Je suis à la FNCTA depuis de nombreuses années… licencié depuis 1986 environ.
Pendant quelques années j’ai été président du Comité Rhône de la FNCTA et également trésorier de l’URRA.  Et j’ai participé à l’organisation du Festival National de Théâtre Amateur Contemporain de Châtillon-sur-Chalaronne pendant 20 ans, dont sept années de 2013 à 2019 en tant que directeur artistique .
C’est là que j’ai rencontré  beaucoup de de troupes d’un peu partout, et dans notre région en particulier.

POUVEZ-VOUS NOUS PRÉSENTER VOTRE PARCOURS THÉÂTRAL ? 

Je vais essayer d’être rapide… alors je suis venu au théâtre en classe de 2nde grâce à un professeur de français qui avait ouvert un club théâtre. Donc ça remonte à très loin !
Par la suite, j’ai fait  plusieurs stages, mais je n’ai pas suivi les voies possibles vers le professionnalisme. J’ai par contre suivi des études de lettres, j’ai été à Paris pendant 4 ans à l’École Normale Supérieure et par la suite je suis revenu dans la région.
J’ai suivi plusieurs stages de théâtre et j’ai été amené à animer un atelier de théâtre dans une Maison pour tous, et c’est là que j’ai croisé la route de la FNCTA en la personne de Monsieur Saby. Et je suis devenu moi-même licencié, en menant en parallèle, un travail d’enseignant de français.
Donc on peut dire aussi que l’écriture m’a accompagné pas mal de temps, aussi bien la mienne que celle des autres, car c’était aussi mon métier .
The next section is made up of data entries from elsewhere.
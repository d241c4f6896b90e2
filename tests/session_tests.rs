//! Session tests - full play-throughs, combo timing, clock and liveness

use tui_pairs::core::{
    find_connectable_pair, is_deadlocked, Board, LevelCatalog, LevelConfig, Session, SessionEvent,
    SimpleRng,
};
use tui_pairs::types::{
    Intent, Phase, Position, ShuffleKind, FINISH_GRACE_MS, MATCH_RESOLVE_MS,
};

fn level(id: u32, time: u32) -> LevelConfig {
    LevelConfig {
        id,
        interior_rows: 1,
        interior_cols: 8,
        tile_type_count: 4,
        time_limit_seconds: time,
        label: "Strip".to_string(),
        description: String::new(),
    }
}

/// One row of four adjacent pairs: `1 1 2 2 3 3 4 4`
fn strip() -> Board {
    Board::from_rows(&[
        vec![0; 10],
        vec![0, 1, 1, 2, 2, 3, 3, 4, 4, 0],
        vec![0; 10],
    ])
    .unwrap()
}

fn started(board: Board, level: LevelConfig) -> Session {
    let mut s = Session::with_board(level, board, SimpleRng::new(11));
    s.start();
    s.drain_events();
    s
}

fn match_pair(s: &mut Session, a: (usize, usize), b: (usize, usize)) -> Vec<SessionEvent> {
    assert!(s.apply_intent(Intent::Select(a.into())));
    assert!(s.apply_intent(Intent::Select(b.into())));
    s.drain_events()
}

fn combo_of(events: &[SessionEvent]) -> Option<u32> {
    events.iter().find_map(|e| match e {
        SessionEvent::MatchSucceeded { combo, .. } => Some(*combo),
        _ => None,
    })
}

#[test]
fn test_combo_builds_within_window_and_resets_after_gap() {
    let mut s = started(strip(), level(1, 60));

    match_pair(&mut s, (1, 1), (1, 2));
    assert_eq!(s.combo(), 1);
    s.tick(1000);

    let events = match_pair(&mut s, (1, 3), (1, 4));
    assert_eq!(combo_of(&events), Some(1));
    assert_eq!(s.combo(), 2);
    s.tick(1000);

    match_pair(&mut s, (1, 5), (1, 6));
    assert_eq!(s.combo(), 3);

    // Three seconds of inactivity outlasts the 2.5s window.
    s.tick(3000);
    assert_eq!(s.combo(), 0);

    let events = match_pair(&mut s, (1, 7), (1, 8));
    assert_eq!(combo_of(&events), Some(0));
    assert_eq!(s.combo(), 1);

    s.tick(MATCH_RESOLVE_MS);
    // 14 + 19 + 24 + 14
    assert_eq!(s.score(), 71);
}

#[test]
fn test_failed_pick_breaks_combo() {
    let mut s = started(strip(), level(1, 60));
    match_pair(&mut s, (1, 1), (1, 2));
    s.tick(MATCH_RESOLVE_MS);
    assert_eq!(s.combo(), 1);

    let events = match_pair(&mut s, (1, 3), (1, 5));
    assert!(events.iter().any(|e| matches!(e, SessionEvent::MatchFailed { .. })));
    assert_eq!(s.combo(), 0);
    assert_eq!(s.selection(), Some(Position::new(1, 5)));
}

#[test]
fn test_clock_runs_out_with_tiles_left() {
    let mut s = started(strip(), level(1, 3));
    s.tick(2999);
    assert_eq!(s.phase(), Phase::Playing);
    s.tick(1);
    assert_eq!(s.phase(), Phase::Lost);
    assert_eq!(s.time_left_secs(), 0);
    assert!(s.tiles_left() > 0);
    assert!(s
        .drain_events()
        .contains(&SessionEvent::Lost { score: 0 }));

    // Terminal: nothing moves any more.
    assert!(!s.apply_intent(Intent::Select(Position::new(1, 1))));
    assert!(!s.tick(10_000));
}

#[test]
fn test_cleared_board_wins_regardless_of_time() {
    let mut s = started(strip(), level(1, 1));
    for (a, b) in [((1, 1), (1, 2)), ((1, 3), (1, 4)), ((1, 5), (1, 6))] {
        match_pair(&mut s, a, b);
    }
    // The last pick flushes the previous match; resolve the final one.
    match_pair(&mut s, (1, 7), (1, 8));
    s.tick(MATCH_RESOLVE_MS);
    assert_eq!(s.tiles_left(), 0);

    // One second has not elapsed on the clock yet, and it is now stopped.
    s.tick(FINISH_GRACE_MS);
    assert_eq!(s.phase(), Phase::Won);
    assert_eq!(s.completed_level(), Some(1));
    assert!(s.time_left_secs() > 0);
}

#[test]
fn test_match_cancelled_by_loss_leaves_board() {
    let mut s = started(strip(), level(1, 1));
    s.tick(900);
    match_pair(&mut s, (1, 1), (1, 2));
    // The clock runs out before the removal delay.
    s.tick(100);
    assert_eq!(s.phase(), Phase::Lost);
    assert!(s.board().is_occupied(Position::new(1, 1)));
    assert_eq!(s.score(), 0);
}

#[test]
fn test_penalties_floor_at_zero() {
    let mut s = started(strip(), level(1, 60));
    assert!(s.apply_intent(Intent::Hint));
    assert_eq!(s.score(), 0);
    assert!(s.apply_intent(Intent::Shuffle));
    assert_eq!(s.score(), 0);

    match_pair(&mut s, (1, 1), (1, 1)); // select + deselect
    let pair = find_connectable_pair(s.board()).unwrap();
    assert!(s.apply_intent(Intent::Select(pair.0)));
    assert!(s.apply_intent(Intent::Select(pair.1)));
    s.tick(MATCH_RESOLVE_MS);
    let earned = s.score();
    assert!(earned >= 14);

    s.apply_intent(Intent::Hint);
    assert_eq!(s.score(), earned.saturating_sub(20));
}

#[test]
fn test_credits_run_out() {
    let mut s = started(strip(), level(1, 60));
    for _ in 0..3 {
        assert!(s.apply_intent(Intent::Shuffle));
    }
    assert!(!s.apply_intent(Intent::Shuffle));
    assert_eq!(s.shuffles_left(), 0);
    let manual = s
        .drain_events()
        .iter()
        .filter(|e| {
            **e == SessionEvent::BoardReplaced {
                kind: ShuffleKind::Manual,
            }
        })
        .count();
    assert_eq!(manual, 3);
}

#[test]
fn test_deadlocked_start_is_silently_reshuffled() {
    let board = Board::from_rows(&[
        vec![0, 0, 0, 0],
        vec![0, 1, 2, 0],
        vec![0, 2, 1, 0],
        vec![0, 0, 0, 0],
    ])
    .unwrap();
    let config = LevelConfig {
        interior_rows: 2,
        interior_cols: 2,
        ..level(1, 60)
    };
    let mut s = Session::with_board(config, board, SimpleRng::new(3));
    s.start();
    assert!(!is_deadlocked(s.board()));
    assert_eq!(s.shuffles_left(), 3);
    assert!(s.drain_events().contains(&SessionEvent::BoardReplaced {
        kind: ShuffleKind::Silent
    }));
}

#[test]
fn test_unmatchable_tile_does_not_hang() {
    let mut board = Board::new(3, 3);
    board.set(Position::new(1, 1), 1);
    let config = LevelConfig {
        interior_rows: 1,
        interior_cols: 1,
        ..level(1, 60)
    };
    let mut s = Session::with_board(config, board, SimpleRng::new(1));
    s.start();
    assert_eq!(s.phase(), Phase::Playing);
    assert_eq!(s.tiles_left(), 1);
}

/// Play whole levels by always taking the first connectable pair. After
/// every removal the board must still offer a move until it is empty.
#[test]
fn test_liveness_through_full_games() {
    let catalog = LevelCatalog::builtin();
    for id in [1, 3] {
        for seed in 1..=3u32 {
            let config = catalog.get(id).unwrap().clone();
            let mut s = Session::new(config, SimpleRng::new(seed));
            s.start();

            while s.tiles_left() > 0 {
                assert!(
                    !is_deadlocked(s.board()),
                    "level {} seed {} stuck with {} tiles",
                    id,
                    seed,
                    s.tiles_left()
                );
                let (a, b) = find_connectable_pair(s.board()).unwrap();
                assert!(s.apply_intent(Intent::Select(a)));
                assert!(s.apply_intent(Intent::Select(b)));
                s.tick(MATCH_RESOLVE_MS);
                assert_eq!(s.phase(), Phase::Playing);
            }

            s.tick(FINISH_GRACE_MS);
            assert_eq!(s.phase(), Phase::Won, "level {} seed {}", id, seed);
            assert!(s.score() > 0);
        }
    }
}

/// A single adjacent pair: the next match clears the board
fn last_pair(time: u32) -> Session {
    let board = Board::from_rows(&[vec![0; 4], vec![0, 1, 1, 0], vec![0; 4]]).unwrap();
    let config = LevelConfig {
        interior_rows: 1,
        interior_cols: 2,
        ..level(1, time)
    };
    started(board, config)
}

#[test]
fn test_clock_expiring_before_removal_loses() {
    let mut s = last_pair(1);
    s.tick(900);
    match_pair(&mut s, (1, 1), (1, 2));

    // The clock runs out 100ms in; the removal would land at 250ms.
    s.tick(300);
    assert_eq!(s.phase(), Phase::Lost);
    assert_eq!(s.time_left_secs(), 0);
    assert_eq!(s.tiles_left(), 2);
    assert!(!s
        .drain_events()
        .iter()
        .any(|e| matches!(e, SessionEvent::TilesRemoved { .. })));
}

#[test]
fn test_grace_counts_from_mid_tick_removal() {
    let mut s = last_pair(60);
    match_pair(&mut s, (1, 1), (1, 2));

    // Removal at 250ms, grace over at 750ms, all inside one long frame.
    s.tick(1000);
    assert_eq!(s.phase(), Phase::Won);
    assert_eq!(s.tiles_left(), 0);
}

#[test]
fn test_long_stall_ticks_every_second() {
    let mut s = started(strip(), level(1, 60));
    s.tick(10_500);
    assert_eq!(s.time_left_secs(), 50);
    let ticks = s
        .drain_events()
        .into_iter()
        .filter(|e| matches!(e, SessionEvent::TimeTick(_)))
        .count();
    assert_eq!(ticks, 10);

    s.tick(500);
    assert_eq!(s.time_left_secs(), 49);
}

#[test]
fn test_border_tiles_are_not_counted() {
    let board = Board::from_rows(&[
        vec![0, 0, 0, 0],
        vec![0, 1, 1, 0],
        vec![0, 0, 0, 2],
    ])
    .unwrap();
    let config = LevelConfig {
        interior_rows: 1,
        interior_cols: 2,
        ..level(1, 60)
    };
    let mut s = started(board, config);
    assert_eq!(s.tiles_left(), 2);

    match_pair(&mut s, (1, 1), (1, 2));
    s.tick(MATCH_RESOLVE_MS + FINISH_GRACE_MS);
    assert_eq!(s.phase(), Phase::Won);
}
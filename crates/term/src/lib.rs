//! Terminal "game renderer" module.
//!
//! A small rendering layer for terminal play. Views draw into a plain
//! framebuffer and [`TerminalRenderer`] flushes only what changed between
//! frames. No widget toolkit is involved.
//!
//! Goals:
//! - Keep `core` deterministic and free of terminal concerns
//! - Make every view testable without a terminal
//! - Control the cell aspect ratio (3 columns per board cell)

pub mod fb;
pub mod game_view;
pub mod renderer;

pub use tui_pairs_core as core;
pub use tui_pairs_types as types;

pub use fb::{Cell, CellStyle, FrameBuffer, Rgb};
pub use game_view::{
    tile_color, tile_glyph, GameView, GlyphMode, MenuEntry, MenuView, Viewport,
};
pub use renderer::{encode_diff_into, encode_full_into, TerminalRenderer};
//! Scoring module - match rewards, time bonuses and penalties

use crate::types::{COMBO_MULTIPLIER, MATCH_BASE_SCORE, PATH_LEN_MULTIPLIER};

/// Number of distinct feedback pitches for rising combos
pub const COMBO_PITCHES: u32 = 6;

/// Points for a match whose path has `path_len` points, made while the
/// combo counter stood at `combo` (before this match increments it).
pub fn match_score(path_len: usize, combo: u32) -> u32 {
    MATCH_BASE_SCORE
        .saturating_add(PATH_LEN_MULTIPLIER.saturating_mul(path_len as u32))
        .saturating_add(COMBO_MULTIPLIER.saturating_mul(combo))
}

/// Seconds added to the clock per match. Shrinks every three levels, never below 1.
pub fn time_bonus_secs(level_id: u32) -> u32 {
    3u32.saturating_sub(level_id / 3).max(1)
}

/// Deduct `penalty` from `score`, flooring at zero.
pub fn apply_penalty(score: u32, penalty: u32) -> u32 {
    score.saturating_sub(penalty)
}

/// Index into a rising scale of feedback notes for a combo count
pub fn combo_pitch_index(combo: u32) -> u32 {
    combo.min(COMBO_PITCHES - 1)
}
VOUS AVEZ DONC TOUJOURS ÉCRIT EN PARALLÈLE ?

Oui, bien entendu avec des interruptions, mais j’écris depuis l’adolescence à peu près, donc ça fait partie des pratiques courantes et permanentes !

J’ai commencé à écrire des pièces de théâtre, il n’y a pas si longtemps que ça…  Je dirais au tournant du vingt-et-unième siècle, donc  une vingtaine d’années !

Avant, j’écrivais plutôt des choses pour moi, comme on dit des choses plus personnelles et depuis 3 ans je suis sur l’écriture d’un roman au long cours après avoir écrit une quinzaine de pièces de théâtre publiées ou jouées. 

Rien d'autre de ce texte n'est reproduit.